WAZ: Vernichtender Vorwurf – Kommentar von Christian Kerl

Als der damalige Verteidigungsminister zu Guttenberg
wegen seiner erschummelten Doktorarbeit unter Druck geriet, fällte
Annette Schavan als erste Kabinettskollegin ein vernichtendes Urteil:
Sie schäme sich für seine Plagiate nicht nur heimlich. Das harte Wort
fällt nun auf die Bildungsministerin zurück. Guttenberg musste
bekanntermaßen zurücktreten, ob Schavan das gleiche Schicksal ereilt,
ist noch offen. Einiges spricht aber schon jetzt dafür, dass die
Ministerin nicht zu halten ist. Gewiss, ihr Fall liegt deutlich
anders, der Verdacht ist auch weniger gravierend. Aber Schavan ist
auch viel verletzlicher als der Verteidigungsminister, für sie gelten
andere Maßstäbe: Denn sie trägt in ihrem Amt eine besondere
Verantwortung für den Ruf von Wissenschaft und Forschung in
Deutschland.
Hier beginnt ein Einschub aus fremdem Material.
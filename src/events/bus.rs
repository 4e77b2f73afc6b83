//! Event bus for broadcasting runtime events.
//!
//! [`Bus`] is a thin wrapper around [`tokio::sync::broadcast`] that provides
//! non-blocking event publishing from multiple sources (handlers, registry,
//! runners) to the supervisor's subscriber listener.
//!
//! ## Rules
//! - **Non-blocking publish**: `publish()` never blocks.
//! - **Bounded capacity**: a single ring buffer stores recent events.
//! - **Lag handling**: slow receivers get `RecvError::Lagged(n)` and skip
//!   the `n` oldest items.
//! - **No persistence**: events are dropped if no subscriber is attached at
//!   send time.

use tokio::sync::broadcast;

use super::event::Event;

/// Broadcast channel for runtime events.
///
/// Cheap to clone (internally holds an `Arc`-backed sender); every component
/// that publishes events owns its own clone.
#[derive(Clone, Debug)]
pub struct Bus {
    tx: broadcast::Sender<Event>,
}

impl Bus {
    /// Creates a new bus with the given channel capacity (clamped to ≥ 1).
    pub fn new(capacity: usize) -> Self {
        let capacity = capacity.max(1);
        let (tx, _rx) = broadcast::channel::<Event>(capacity);
        Self { tx }
    }

    /// Publishes an event to all active subscribers.
    ///
    /// If there are no receivers the event is dropped; the call still
    /// returns immediately.
    pub fn publish(&self, ev: Event) {
        let _ = self.tx.send(ev);
    }

    /// Creates a new receiver observing events sent after this call.
    pub fn subscribe(&self) -> broadcast::Receiver<Event> {
        self.tx.subscribe()
    }
}
//! # coachvisor
//!
//! **coachvisor** is a cooperative supervision runtime for multi-cabin
//! railway coach control: a fixed set of prioritized, recurring tasks reads
//! and mutates shared safety/comfort state (per-cabin lighting, temperature,
//! emergency and fire flags) under a strict locking discipline.
//!
//! ## Architecture
//! ```text
//!  commands (one per line)          OS signals
//!          │                            │
//!          ▼                            ▼
//!   ┌─────────────┐             ┌──────────────┐
//!   │  listener   │──dispatch──►│  Supervisor  │
//!   └─────────────┘      │      └──────┬───────┘
//!                        ▼             │ register / start_all / stop_all
//!                  ┌──────────┐        ▼
//!                  │ Controls │  ┌───────────┐
//!                  │ (handlers│  │ Registry  │───spawns───┐
//!                  │  mutate, │  └───────────┘            ▼
//!                  │  wake)   │        │        TaskRunner × ≤8
//!                  └────┬─────┘        │        (event-driven / periodic)
//!                       │              │                  │
//!                       ▼              ▼                  ▼
//!               ┌─────────────────────────────────────────────┐
//!               │                 StateStore                  │
//!               │  global lock: sticky flags + task table     │
//!               │  one lock per cabin  ·  broadcast wake      │
//!               └─────────────────────────────────────────────┘
//!                       │ publish Event
//!                       ▼
//!                      Bus ──► subscriber listener ──► LogWriter
//!                                                      StatusPanel
//! ```
//!
//! ## Model
//! - **Advisory priority**: every registered task runs as its own tokio
//!   task; the priority field and [`TaskTable::highest_priority_ready`] are
//!   recorded and queryable but consulted by no dispatch path. `preempt`
//!   only logs and broadcasts the wake signal.
//! - **Sticky alarms**: `fire_active`, `emergency_active`, and `power_low`
//!   are set by event handlers and never cleared automatically; `Emergency`
//!   and `Fire` cabin states are terminal.
//! - **Cooperative cancellation**: shutdown marks every task inactive,
//!   broadcasts the wake signal, cancels the runtime token, then joins all
//!   runners within a grace bound. There is no mid-action cancellation.
//!
//! ## Example
//! ```no_run
//! use std::sync::Arc;
//! use coachvisor::{Config, LogWriter, StatusPanel, Subscribe, Supervisor};
//!
//! #[tokio::main]
//! async fn main() -> Result<(), Box<dyn std::error::Error>> {
//!     let subs: Vec<Arc<dyn Subscribe>> = vec![Arc::new(LogWriter), Arc::new(StatusPanel)];
//!     let supervisor = Supervisor::new(Config::default(), subs);
//!     supervisor.register_defaults()?;
//!
//!     // Wire the line-oriented command listener to stdin.
//!     let controls = supervisor.controls();
//!     let token = supervisor.cancellation_token();
//!     tokio::spawn(coachvisor::listen(
//!         tokio::io::BufReader::new(tokio::io::stdin()),
//!         controls,
//!         token,
//!     ));
//!
//!     // Runs until SIGINT/SIGTERM, then joins every runner.
//!     supervisor.run().await?;
//!     Ok(())
//! }
//! ```

mod command;
mod config;
mod control;
mod core;
mod error;
mod events;
mod listener;
mod registry;
mod render;
mod routines;
mod state;
mod subscribers;

// ---- Public re-exports ----

pub use command::{Command, parse};
pub use config::Config;
pub use control::Controls;
pub use self::core::{Supervisor, wait_for_shutdown_signal};
pub use error::{RegistryError, RuntimeError};
pub use events::{Bus, Event, EventKind};
pub use listener::listen;
pub use registry::{Registry, TaskEntry, TaskId, TaskState, TaskTable};
pub use render::status_dump;
pub use routines::{
    ChainWatch, DisplayRefresh, EmergencyWatch, FireWatch, LightingSweep, LogTicker, PowerManager,
    RunContext, Routine, TempRegulator,
};
pub use routines::{
    PRIORITY_CHAIN, PRIORITY_DISPLAY, PRIORITY_EMERGENCY, PRIORITY_FIRE, PRIORITY_LIGHTING,
    PRIORITY_LOGGING, PRIORITY_POWER, PRIORITY_TEMP,
};
pub use state::{
    AlarmFlag, Cabin, CabinId, CabinSnapshot, CabinState, Shared, StateStore, SystemSnapshot,
    TaskSnapshot,
};
pub use subscribers::{LogWriter, StatusPanel, Subscribe};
Die Hochschulen haben nach den jüngsten Plagiatsaffären
alle Mühe, den Reputationsverlust wieder auszugleichen. Vor diesem
Hintergrund ist der Vorwurf einer leitenden Täuschungsabsicht für die
Bildungsministerin vernichtend. Wenn Schavan ihren Doktortitel
verliert, ist ihr Rücktritt zwingend. Aber selbst wenn sie am Ende
mit einem blauen Auge davon kommt, ist schwer vorstellbar, wie sie
mit dem Makel einer Täuschung noch glaubwürdig als Ministerin agieren
kann. Die Kanzlerin sollte sich schon mal nach einer Nachfolgerin
umsehen.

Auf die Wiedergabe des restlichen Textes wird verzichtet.